As the spectre of Day Zero continues to ever more occupy the Cape Town psyche, one particular group of complete and utter charlatans is feigning panic more loudly than many others.
Local homeopaths, whose sham of an industry relies almost entirely on selling people small, expensive bottles of water, are voicing their concerns that they may not be able to offer their completely ineffectual services once the taps run dry.
Ron Liar, spokesperson for local quack body, the Society of Homeopaths In Town (SHIT) this morning issued a statement in which he expressed anxiety over the immediate future of their members as Day Zero approaches:
As a group representing registered Homeopaths in Cape Town, we are dismayed at the thought of the city running out of water. Water is the lifeblood of mankind, but is especially important in our field of expertise. Indeed, without water, homeopathy is unable to function, since all our products are, in fact, just small, expensive bottles of water.
If we are forced to reduce our water usage, our preparations will increase in concentration to the point where molecules of the so-called active ingredient may even be found in them. Not only would this cause them to work less effectively (as per the pseudoscientific laws to which we ascribe), it might actually make them genuinely toxic. We use some really horrible stuff in there, you know? That’s one of the reasons we quietly dilute the living hell out of them before we had them over to thevictimclient.
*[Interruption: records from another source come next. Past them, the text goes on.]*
pub mod aggregate;
pub mod catalog;
pub mod config;
pub mod error;
pub mod executor;
pub mod parser;
pub mod planner;
pub mod process;
pub mod report;
pub mod schema;

use anyhow::Result;
use chrono::{DateTime, Utc};
use std::io::Write;
use std::path::{Path, PathBuf};
use std::time::Instant;
use tracing::{info, warn};

pub use aggregate::InstanceAggregate;
pub use catalog::InstanceCatalog;
pub use config::HarnessConfig;
pub use error::{HarnessError, TaskFailure};
pub use executor::BoundedExecutor;
pub use parser::{parse_result_line, ResultRecord};
pub use planner::{InstanceSpec, RunPlan, Task};
pub use process::{ProcessRunner, TaskOutcome};
pub use report::{InstanceBlock, ReportWriter};

#[derive(Debug, Clone, Copy, PartialEq, Eq)]
pub enum RunMode {
    /// Every instance in the directory, few repetitions each.
    Sweep,
    /// One instance, many repetitions.
    Profile,
}

impl RunMode {
    pub fn as_str(&self) -> &'static str {
        match self {
            RunMode::Sweep => "sweep",
            RunMode::Profile => "profile",
        }
    }
}

#[derive(Debug, Clone)]
pub struct RunSummary {
    pub mode: RunMode,
    pub output: PathBuf,
    pub instances: usize,
    pub tasks: usize,
    pub completed: usize,
    pub failed: usize,
    pub concurrency: usize,
    pub started_at: DateTime<Utc>,
    pub elapsed_secs: f64,
}

#[derive(Debug, Clone)]
pub struct PlanSummary {
    pub mode: RunMode,
    pub solver: PathBuf,
    pub instances_dir: PathBuf,
    pub instances: Vec<InstanceSpec>,
    /// Instances whose `k` fell back to the default.
    pub uncatalogued: Vec<String>,
    pub repetitions: usize,
    pub time_limit_secs: u64,
    pub concurrency: usize,
    pub total_tasks: usize,
    pub output: PathBuf,
}

pub async fn run_sweep(config: &HarnessConfig) -> Result<RunSummary> {
    let catalog = config.catalog();
    run_with_plan(config, RunMode::Sweep, || {
        planner::plan_sweep(
            &config.instances_dir,
            &catalog,
            config.repetitions,
            config.time_limit_secs,
        )
    })
    .await
}

/// Runs one instance `repetitions` times (default: the configured profile
/// repetitions).
pub async fn run_profile(
    config: &HarnessConfig,
    instance: &str,
    repetitions: Option<usize>,
) -> Result<RunSummary> {
    let catalog = config.catalog();
    let repetitions = repetitions.unwrap_or(config.profile_repetitions);
    run_with_plan(config, RunMode::Profile, || {
        planner::plan_profile(
            &config.instances_dir,
            instance,
            &catalog,
            repetitions,
            config.time_limit_secs,
        )
    })
    .await
}

pub fn describe_sweep(config: &HarnessConfig) -> Result<PlanSummary> {
    let catalog = config.catalog();
    let plan = planner::plan_sweep(
        &config.instances_dir,
        &catalog,
        config.repetitions,
        config.time_limit_secs,
    )?;
    Ok(plan_summary(config, RunMode::Sweep, &catalog, plan))
}

pub fn describe_profile(
    config: &HarnessConfig,
    instance: &str,
    repetitions: Option<usize>,
) -> Result<PlanSummary> {
    let catalog = config.catalog();
    let plan = planner::plan_profile(
        &config.instances_dir,
        instance,
        &catalog,
        repetitions.unwrap_or(config.profile_repetitions),
        config.time_limit_secs,
    )?;
    Ok(plan_summary(config, RunMode::Profile, &catalog, plan))
}

fn plan_summary(
    config: &HarnessConfig,
    mode: RunMode,
    catalog: &InstanceCatalog,
    plan: RunPlan,
) -> PlanSummary {
    let uncatalogued = plan
        .instances
        .iter()
        .filter(|i| !catalog.contains(&i.name))
        .map(|i| i.name.clone())
        .collect();
    PlanSummary {
        mode,
        solver: config.solver.clone(),
        instances_dir: config.instances_dir.clone(),
        total_tasks: plan.tasks.len(),
        instances: plan.instances,
        uncatalogued,
        repetitions: plan.repetitions,
        time_limit_secs: plan.time_limit_secs,
        concurrency: config.concurrency.max(1),
        output: config.output.clone(),
    }
}

// The report destination is opened before planning so that an unusable
// output path fails the run before any solver is started.
async fn run_with_plan<P>(config: &HarnessConfig, mode: RunMode, plan: P) -> Result<RunSummary>
where
    P: FnOnce() -> Result<RunPlan, HarnessError>,
{
    let mut report = report::create_report(&config.output)?;
    report
        .write_header()
        .map_err(|source| write_error(&config.output, source))?;
    let plan = plan()?;

    let runner = ProcessRunner::new(&config.solver);
    let executor = BoundedExecutor::new(config.concurrency);
    let started_at = Utc::now();
    let clock = Instant::now();
    info!(
        mode = mode.as_str(),
        instances = plan.instances.len(),
        tasks = plan.tasks.len(),
        concurrency = executor.concurrency(),
        solver = %runner.solver().display(),
        "starting run"
    );

    let outcomes = executor
        .run(&plan.tasks, |_, task| {
            let runner = runner.clone();
            async move { run_task(&runner, &task).await }
        })
        .await?;

    let completed = outcomes.iter().filter(|o| o.is_completed()).count();
    let blocks = build_blocks(&plan, &outcomes);
    write_blocks(&mut report, &blocks).map_err(|source| write_error(&config.output, source))?;
    report
        .finish()
        .map_err(|source| write_error(&config.output, source))?;

    let summary = RunSummary {
        mode,
        output: config.output.clone(),
        instances: plan.instances.len(),
        tasks: plan.tasks.len(),
        completed,
        failed: plan.tasks.len() - completed,
        concurrency: executor.concurrency(),
        started_at,
        elapsed_secs: clock.elapsed().as_secs_f64(),
    };
    info!(
        output = %summary.output.display(),
        completed = summary.completed,
        failed = summary.failed,
        elapsed_secs = summary.elapsed_secs,
        "results written"
    );
    Ok(summary)
}

async fn run_task(runner: &ProcessRunner, task: &Task) -> TaskOutcome {
    info!(
        instance = %task.path.display(),
        attempt = task.repetition + 1,
        "testing"
    );
    let outcome = runner.run(task).await;
    if let TaskOutcome::Failed(failure) = &outcome {
        warn!(
            instance = %task.path.display(),
            attempt = task.repetition + 1,
            code = failure.code(),
            error = %failure,
            "no result from solver"
        );
    }
    outcome
}

fn record_for(outcome: &TaskOutcome) -> ResultRecord {
    match outcome {
        TaskOutcome::Completed { line } => parse_result_line(line),
        TaskOutcome::Failed(_) => ResultRecord::failed(),
    }
}

/// Groups outcomes (in task order) into one block per planned instance.
pub fn build_blocks(plan: &RunPlan, outcomes: &[TaskOutcome]) -> Vec<InstanceBlock> {
    let mut grouped: Vec<Vec<ResultRecord>> = plan
        .instances
        .iter()
        .map(|_| Vec::with_capacity(plan.repetitions))
        .collect();
    for (task, outcome) in plan.tasks.iter().zip(outcomes) {
        grouped[task.instance_index].push(record_for(outcome));
    }
    plan.instances
        .iter()
        .zip(grouped)
        .map(|(instance, records)| InstanceBlock::new(instance.name.clone(), records))
        .collect()
}

fn write_blocks<W: Write>(
    report: &mut ReportWriter<W>,
    blocks: &[InstanceBlock],
) -> std::io::Result<()> {
    for block in blocks {
        if let Some(seed) = aggregate::repeated_seed(&block.records) {
            warn!(
                instance = %block.instance,
                seed,
                "all repetitions reported the same seed; averages reflect re-runs, not independent trials"
            );
        }
        report.write_block(block)?;
    }
    Ok(())
}

fn write_error(path: &Path, source: std::io::Error) -> HarnessError {
    HarnessError::ReportWrite {
        path: path.to_path_buf(),
        source,
    }
}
It might actually kill them if we didn’t.
We need that water.
But the idiots who actually pay these fraudsters for their snake oil seemed unperturbed. We interrupted Obs resident Moonbell Dinglebat during her Nepalese Meditation session and she told us that had her own method of getting around the issue:
If there is a water shortage at my homeopathist, I’ll simply take more of whatever he prescribes for me: using two five millilitre vials instead of one ten millilitre vial will not only reduce the dosage I receive, thus increasing the effect of the preparation, it will also save water and help to protect Mother Earth.
At this point, we had to terminate the interview, because quite frankly, our heads were about to explode, and the thin mask of professionalism behind which at least some our work takes place was becoming dangerously close to slipping.
The challenges that Cape Town faces as we become the first major city to run out of water (yeah, I’ve seen the thing on Sao Paulo, don’t @ me) are numerous and terrifying.
Thus, if there are any positives that can be taken from the situation, we should do so with great glee, and the imminent death of the fraudulent homeopathic businesses across the Mother City is surely the one that I’m looking forward to the most.